Exercise inputs:

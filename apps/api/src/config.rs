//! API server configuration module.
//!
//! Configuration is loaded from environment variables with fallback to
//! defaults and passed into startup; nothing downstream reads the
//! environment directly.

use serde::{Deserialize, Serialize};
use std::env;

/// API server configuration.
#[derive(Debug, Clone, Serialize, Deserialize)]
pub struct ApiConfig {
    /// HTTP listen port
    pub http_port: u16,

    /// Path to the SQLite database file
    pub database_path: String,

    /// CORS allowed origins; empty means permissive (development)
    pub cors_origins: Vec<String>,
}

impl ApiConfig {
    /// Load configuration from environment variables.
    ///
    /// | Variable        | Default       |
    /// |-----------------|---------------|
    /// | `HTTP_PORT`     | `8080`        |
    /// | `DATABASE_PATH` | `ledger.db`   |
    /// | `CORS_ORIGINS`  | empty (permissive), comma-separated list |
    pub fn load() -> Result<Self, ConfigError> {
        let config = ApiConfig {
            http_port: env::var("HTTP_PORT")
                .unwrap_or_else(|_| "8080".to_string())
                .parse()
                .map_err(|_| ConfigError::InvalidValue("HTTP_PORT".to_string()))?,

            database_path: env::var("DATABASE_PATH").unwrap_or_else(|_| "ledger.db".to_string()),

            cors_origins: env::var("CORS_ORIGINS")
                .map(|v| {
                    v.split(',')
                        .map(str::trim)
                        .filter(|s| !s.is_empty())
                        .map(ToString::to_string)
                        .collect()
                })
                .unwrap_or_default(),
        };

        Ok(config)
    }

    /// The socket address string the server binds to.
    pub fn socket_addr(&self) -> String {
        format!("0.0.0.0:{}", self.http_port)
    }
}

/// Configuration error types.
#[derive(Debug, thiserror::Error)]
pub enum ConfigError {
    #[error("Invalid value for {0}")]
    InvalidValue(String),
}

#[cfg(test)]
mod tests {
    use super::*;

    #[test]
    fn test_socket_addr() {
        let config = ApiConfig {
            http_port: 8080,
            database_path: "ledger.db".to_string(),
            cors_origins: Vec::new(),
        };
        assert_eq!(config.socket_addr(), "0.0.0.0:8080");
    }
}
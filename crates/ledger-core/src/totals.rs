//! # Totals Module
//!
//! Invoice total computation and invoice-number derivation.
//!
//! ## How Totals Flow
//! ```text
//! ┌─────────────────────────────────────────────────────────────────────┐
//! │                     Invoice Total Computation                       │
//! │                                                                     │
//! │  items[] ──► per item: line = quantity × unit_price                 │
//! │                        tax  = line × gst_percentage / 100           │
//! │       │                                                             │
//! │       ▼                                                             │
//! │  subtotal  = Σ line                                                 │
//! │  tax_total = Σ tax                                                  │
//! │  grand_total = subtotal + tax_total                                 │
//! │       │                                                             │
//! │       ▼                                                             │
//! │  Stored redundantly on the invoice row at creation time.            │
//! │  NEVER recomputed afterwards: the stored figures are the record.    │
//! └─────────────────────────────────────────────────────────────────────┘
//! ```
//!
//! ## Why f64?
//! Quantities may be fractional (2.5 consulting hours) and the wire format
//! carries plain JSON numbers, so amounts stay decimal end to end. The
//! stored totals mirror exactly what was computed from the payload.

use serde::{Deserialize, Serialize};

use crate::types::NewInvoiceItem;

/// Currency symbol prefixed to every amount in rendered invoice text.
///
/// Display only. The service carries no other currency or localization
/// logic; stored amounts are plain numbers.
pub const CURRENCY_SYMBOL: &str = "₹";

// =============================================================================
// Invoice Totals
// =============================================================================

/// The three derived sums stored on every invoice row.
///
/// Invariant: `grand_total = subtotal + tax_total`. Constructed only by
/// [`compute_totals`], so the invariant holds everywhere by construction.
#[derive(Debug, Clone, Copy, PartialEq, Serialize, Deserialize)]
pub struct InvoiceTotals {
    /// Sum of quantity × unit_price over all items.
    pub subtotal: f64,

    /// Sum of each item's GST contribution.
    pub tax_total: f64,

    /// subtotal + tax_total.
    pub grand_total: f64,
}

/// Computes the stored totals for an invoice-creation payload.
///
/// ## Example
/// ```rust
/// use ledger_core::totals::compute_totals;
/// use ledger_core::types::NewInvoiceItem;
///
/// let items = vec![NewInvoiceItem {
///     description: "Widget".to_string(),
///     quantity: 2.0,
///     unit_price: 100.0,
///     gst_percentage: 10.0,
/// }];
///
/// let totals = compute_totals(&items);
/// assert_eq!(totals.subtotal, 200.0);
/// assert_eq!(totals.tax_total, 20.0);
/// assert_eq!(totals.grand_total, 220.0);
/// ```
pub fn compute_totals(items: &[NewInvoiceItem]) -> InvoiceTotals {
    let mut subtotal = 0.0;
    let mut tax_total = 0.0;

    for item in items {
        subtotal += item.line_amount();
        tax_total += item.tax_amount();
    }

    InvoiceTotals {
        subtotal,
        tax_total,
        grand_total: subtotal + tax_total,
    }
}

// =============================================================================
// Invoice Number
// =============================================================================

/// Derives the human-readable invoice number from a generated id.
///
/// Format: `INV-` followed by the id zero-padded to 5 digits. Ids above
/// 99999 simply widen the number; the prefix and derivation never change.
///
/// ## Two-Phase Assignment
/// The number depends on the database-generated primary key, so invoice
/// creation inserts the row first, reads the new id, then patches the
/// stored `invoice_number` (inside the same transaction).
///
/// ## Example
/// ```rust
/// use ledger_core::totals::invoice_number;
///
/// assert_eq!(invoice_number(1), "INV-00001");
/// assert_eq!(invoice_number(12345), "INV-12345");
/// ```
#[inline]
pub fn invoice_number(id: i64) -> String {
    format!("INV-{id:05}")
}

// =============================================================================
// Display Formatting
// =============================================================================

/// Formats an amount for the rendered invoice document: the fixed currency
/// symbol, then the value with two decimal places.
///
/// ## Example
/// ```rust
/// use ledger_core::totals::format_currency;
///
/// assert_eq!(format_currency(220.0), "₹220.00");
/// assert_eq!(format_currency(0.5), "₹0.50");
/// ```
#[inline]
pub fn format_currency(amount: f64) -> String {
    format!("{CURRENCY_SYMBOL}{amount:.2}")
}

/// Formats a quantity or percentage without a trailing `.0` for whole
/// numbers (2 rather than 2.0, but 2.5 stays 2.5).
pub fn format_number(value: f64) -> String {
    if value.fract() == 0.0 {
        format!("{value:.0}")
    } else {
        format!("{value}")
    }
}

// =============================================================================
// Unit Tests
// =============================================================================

==

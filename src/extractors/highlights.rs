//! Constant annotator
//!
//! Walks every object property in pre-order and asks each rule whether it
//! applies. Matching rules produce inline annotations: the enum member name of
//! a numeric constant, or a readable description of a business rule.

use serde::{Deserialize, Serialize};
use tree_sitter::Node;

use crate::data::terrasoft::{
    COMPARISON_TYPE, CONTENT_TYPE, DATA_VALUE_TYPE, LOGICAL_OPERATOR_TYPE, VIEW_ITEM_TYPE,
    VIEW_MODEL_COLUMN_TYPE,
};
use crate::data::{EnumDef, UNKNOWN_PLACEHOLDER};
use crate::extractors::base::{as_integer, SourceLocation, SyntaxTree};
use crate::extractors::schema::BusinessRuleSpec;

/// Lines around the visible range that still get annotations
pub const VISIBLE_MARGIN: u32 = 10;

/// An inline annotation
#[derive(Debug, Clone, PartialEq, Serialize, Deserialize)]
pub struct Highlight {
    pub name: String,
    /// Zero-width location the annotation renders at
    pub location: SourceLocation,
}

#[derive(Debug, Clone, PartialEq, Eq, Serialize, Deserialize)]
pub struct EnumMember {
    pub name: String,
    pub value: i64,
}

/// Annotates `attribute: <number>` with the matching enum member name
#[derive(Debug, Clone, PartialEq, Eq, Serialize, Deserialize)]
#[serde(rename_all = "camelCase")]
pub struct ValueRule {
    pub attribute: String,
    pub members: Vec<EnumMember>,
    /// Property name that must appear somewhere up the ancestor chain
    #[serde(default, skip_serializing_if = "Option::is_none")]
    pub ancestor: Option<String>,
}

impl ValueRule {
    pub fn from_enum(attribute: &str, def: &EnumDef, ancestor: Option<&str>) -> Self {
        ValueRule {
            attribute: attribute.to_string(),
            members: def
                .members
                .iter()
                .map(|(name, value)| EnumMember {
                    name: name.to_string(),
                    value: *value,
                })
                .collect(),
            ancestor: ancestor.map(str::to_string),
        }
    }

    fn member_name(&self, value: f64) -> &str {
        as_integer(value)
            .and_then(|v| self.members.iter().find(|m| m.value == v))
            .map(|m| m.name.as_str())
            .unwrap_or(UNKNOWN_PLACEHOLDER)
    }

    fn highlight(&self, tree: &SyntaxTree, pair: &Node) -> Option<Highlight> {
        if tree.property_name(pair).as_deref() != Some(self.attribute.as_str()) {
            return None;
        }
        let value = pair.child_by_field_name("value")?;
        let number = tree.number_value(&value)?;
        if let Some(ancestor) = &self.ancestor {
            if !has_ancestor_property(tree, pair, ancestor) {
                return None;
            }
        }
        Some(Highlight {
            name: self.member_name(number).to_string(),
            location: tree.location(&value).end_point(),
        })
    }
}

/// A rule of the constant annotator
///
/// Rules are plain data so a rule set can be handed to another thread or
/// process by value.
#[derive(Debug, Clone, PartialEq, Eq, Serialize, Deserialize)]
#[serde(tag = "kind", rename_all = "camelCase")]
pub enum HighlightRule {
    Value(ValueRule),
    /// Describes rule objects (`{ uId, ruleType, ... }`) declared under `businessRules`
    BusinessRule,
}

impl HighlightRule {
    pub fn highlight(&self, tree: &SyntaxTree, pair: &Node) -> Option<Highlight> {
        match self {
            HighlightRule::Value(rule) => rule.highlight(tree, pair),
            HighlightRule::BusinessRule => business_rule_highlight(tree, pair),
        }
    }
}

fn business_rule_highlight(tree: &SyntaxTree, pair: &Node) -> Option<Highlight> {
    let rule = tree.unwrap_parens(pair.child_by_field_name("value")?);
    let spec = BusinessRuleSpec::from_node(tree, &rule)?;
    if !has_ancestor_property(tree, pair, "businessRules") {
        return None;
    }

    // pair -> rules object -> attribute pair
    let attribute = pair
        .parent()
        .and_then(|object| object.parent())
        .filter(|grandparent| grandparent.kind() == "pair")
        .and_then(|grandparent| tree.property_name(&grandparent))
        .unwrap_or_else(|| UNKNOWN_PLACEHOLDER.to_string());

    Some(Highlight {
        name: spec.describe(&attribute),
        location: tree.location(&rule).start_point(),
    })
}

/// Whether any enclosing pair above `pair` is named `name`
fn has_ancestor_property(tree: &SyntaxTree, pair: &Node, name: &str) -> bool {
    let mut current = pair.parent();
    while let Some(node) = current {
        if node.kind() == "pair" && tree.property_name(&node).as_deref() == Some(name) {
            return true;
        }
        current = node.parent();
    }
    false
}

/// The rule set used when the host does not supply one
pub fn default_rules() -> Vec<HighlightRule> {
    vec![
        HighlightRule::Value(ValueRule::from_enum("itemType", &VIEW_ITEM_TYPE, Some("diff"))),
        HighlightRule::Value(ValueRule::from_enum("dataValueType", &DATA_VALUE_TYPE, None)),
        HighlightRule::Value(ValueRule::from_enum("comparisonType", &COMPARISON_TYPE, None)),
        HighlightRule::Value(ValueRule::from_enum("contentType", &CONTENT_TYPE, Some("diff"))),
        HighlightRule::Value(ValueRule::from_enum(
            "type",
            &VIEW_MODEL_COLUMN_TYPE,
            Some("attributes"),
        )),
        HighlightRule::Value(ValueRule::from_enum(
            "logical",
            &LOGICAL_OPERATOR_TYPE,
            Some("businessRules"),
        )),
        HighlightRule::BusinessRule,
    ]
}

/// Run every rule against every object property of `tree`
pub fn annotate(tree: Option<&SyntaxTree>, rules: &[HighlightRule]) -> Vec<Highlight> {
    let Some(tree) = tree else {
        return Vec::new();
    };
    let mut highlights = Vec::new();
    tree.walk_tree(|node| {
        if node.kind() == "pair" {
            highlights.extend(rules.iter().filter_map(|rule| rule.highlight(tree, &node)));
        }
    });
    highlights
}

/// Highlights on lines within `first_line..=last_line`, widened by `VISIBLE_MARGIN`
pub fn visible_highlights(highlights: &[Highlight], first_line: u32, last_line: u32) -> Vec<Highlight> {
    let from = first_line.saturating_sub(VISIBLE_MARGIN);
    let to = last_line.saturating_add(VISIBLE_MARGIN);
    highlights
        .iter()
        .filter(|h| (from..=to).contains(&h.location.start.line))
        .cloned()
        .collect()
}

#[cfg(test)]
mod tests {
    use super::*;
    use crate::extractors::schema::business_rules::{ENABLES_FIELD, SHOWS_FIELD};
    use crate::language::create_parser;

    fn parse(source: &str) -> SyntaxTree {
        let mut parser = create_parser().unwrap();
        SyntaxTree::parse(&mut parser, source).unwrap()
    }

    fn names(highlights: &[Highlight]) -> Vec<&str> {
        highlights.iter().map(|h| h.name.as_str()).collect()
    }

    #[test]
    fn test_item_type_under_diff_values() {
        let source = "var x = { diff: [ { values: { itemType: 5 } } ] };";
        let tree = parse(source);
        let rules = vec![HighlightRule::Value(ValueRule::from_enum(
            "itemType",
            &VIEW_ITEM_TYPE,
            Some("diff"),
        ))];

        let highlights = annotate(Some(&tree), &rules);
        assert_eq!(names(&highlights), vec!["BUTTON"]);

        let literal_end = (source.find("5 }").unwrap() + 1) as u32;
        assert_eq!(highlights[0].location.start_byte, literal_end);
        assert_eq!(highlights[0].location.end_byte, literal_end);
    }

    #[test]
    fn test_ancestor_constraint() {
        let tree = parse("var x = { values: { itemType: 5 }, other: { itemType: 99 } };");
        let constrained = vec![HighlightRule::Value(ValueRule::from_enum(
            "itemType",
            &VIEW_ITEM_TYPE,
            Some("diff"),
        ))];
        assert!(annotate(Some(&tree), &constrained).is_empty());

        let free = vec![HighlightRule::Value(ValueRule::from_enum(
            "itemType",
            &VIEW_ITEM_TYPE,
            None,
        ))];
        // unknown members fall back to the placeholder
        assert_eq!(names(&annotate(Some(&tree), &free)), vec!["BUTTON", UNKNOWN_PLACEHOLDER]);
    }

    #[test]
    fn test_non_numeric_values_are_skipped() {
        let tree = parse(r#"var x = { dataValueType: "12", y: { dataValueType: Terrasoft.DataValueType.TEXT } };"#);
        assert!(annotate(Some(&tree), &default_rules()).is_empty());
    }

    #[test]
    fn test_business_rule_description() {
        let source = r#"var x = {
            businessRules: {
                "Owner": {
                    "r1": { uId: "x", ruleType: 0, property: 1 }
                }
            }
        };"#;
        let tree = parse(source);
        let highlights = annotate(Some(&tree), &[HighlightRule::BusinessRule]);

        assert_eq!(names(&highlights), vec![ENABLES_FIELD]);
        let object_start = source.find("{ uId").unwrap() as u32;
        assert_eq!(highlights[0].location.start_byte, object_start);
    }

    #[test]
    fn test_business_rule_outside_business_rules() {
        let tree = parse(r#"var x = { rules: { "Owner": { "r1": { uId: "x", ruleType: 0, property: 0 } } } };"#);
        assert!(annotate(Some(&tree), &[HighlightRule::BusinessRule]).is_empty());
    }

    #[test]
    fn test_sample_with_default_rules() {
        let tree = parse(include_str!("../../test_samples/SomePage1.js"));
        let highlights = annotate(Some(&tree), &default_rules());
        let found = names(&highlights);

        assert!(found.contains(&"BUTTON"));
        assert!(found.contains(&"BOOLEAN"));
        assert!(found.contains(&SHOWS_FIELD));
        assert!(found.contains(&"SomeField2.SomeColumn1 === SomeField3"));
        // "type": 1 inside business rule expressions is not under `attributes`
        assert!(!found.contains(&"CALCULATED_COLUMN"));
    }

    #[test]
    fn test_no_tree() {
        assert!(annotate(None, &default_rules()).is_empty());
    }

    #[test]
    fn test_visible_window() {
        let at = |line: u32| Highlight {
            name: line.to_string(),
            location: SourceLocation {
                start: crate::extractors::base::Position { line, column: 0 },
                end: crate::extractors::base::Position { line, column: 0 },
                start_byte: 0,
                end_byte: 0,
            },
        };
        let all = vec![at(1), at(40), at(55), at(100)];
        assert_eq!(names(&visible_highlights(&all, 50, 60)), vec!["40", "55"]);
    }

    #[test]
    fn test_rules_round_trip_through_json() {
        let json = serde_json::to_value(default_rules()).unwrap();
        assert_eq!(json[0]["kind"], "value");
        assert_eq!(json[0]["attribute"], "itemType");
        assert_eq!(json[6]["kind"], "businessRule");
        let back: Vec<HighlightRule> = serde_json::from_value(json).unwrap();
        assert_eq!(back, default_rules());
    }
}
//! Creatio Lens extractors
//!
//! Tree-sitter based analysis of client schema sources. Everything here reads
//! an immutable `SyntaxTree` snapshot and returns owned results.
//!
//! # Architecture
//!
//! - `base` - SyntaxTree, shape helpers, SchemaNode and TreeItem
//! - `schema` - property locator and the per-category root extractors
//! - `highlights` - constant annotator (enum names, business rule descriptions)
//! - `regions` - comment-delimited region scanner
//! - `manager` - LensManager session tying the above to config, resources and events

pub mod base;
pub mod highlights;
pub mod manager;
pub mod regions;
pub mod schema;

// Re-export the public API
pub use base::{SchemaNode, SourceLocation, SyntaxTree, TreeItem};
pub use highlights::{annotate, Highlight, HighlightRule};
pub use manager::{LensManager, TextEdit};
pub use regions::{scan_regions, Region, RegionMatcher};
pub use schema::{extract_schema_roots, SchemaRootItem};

Exercise requirements: Pull each line containing "types" from the records.

Output below:
/// Configuration error types.
use crate::types::NewInvoiceItem;
/// use ledger_core::types::NewInvoiceItem;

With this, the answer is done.